[Start of Attachment]
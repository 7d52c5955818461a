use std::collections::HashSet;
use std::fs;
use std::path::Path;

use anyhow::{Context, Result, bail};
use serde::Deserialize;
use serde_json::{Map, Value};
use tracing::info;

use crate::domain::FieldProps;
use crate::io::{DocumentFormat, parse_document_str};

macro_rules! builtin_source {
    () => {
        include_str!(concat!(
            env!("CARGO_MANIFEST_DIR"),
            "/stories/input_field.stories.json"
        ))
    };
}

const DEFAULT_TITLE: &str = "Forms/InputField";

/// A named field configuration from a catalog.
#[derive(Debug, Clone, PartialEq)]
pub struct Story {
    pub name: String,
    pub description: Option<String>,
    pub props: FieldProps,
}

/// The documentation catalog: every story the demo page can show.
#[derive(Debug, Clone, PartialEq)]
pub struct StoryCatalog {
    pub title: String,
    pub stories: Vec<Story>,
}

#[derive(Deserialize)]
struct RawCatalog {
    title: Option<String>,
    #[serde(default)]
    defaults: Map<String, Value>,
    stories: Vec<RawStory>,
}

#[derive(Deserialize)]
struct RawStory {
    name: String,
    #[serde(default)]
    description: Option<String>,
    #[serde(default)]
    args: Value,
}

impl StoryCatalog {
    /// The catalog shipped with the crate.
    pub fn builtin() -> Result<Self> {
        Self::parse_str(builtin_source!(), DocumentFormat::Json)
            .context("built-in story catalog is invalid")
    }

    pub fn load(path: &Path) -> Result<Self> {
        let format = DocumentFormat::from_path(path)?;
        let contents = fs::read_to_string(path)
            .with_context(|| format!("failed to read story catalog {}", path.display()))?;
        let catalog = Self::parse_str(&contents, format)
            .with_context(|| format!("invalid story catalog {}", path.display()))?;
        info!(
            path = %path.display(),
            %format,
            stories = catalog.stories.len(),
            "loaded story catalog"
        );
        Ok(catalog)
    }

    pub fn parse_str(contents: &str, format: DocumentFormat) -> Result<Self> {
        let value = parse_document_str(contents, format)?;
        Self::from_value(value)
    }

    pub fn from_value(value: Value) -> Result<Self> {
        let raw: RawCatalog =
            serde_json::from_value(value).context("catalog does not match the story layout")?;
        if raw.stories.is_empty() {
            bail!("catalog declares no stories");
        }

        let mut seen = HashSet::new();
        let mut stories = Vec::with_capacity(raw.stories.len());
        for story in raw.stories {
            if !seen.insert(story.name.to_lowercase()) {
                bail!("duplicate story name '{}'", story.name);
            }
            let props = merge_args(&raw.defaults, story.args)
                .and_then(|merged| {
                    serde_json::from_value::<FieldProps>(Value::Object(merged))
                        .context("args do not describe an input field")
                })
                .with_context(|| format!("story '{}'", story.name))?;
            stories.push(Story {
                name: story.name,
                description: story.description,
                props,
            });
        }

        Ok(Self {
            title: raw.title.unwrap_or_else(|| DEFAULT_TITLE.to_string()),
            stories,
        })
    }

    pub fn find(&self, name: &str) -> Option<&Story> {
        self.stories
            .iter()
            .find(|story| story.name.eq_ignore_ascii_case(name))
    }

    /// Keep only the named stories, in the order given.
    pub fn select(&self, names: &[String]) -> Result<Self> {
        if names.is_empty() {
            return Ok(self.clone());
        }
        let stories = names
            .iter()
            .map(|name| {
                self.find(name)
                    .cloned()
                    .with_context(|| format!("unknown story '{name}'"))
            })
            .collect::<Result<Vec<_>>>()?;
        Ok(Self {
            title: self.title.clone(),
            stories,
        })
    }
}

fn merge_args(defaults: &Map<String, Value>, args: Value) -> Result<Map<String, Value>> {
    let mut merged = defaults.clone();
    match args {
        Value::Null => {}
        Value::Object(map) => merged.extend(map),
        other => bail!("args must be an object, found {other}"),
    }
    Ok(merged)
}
[End of Attachment]
__Work request__: When "named" shows up in a line of the material, report that line.

__Result for this exercise__:
/// A named field configuration from a catalog.
    /// Keep only the named stories, in the order given.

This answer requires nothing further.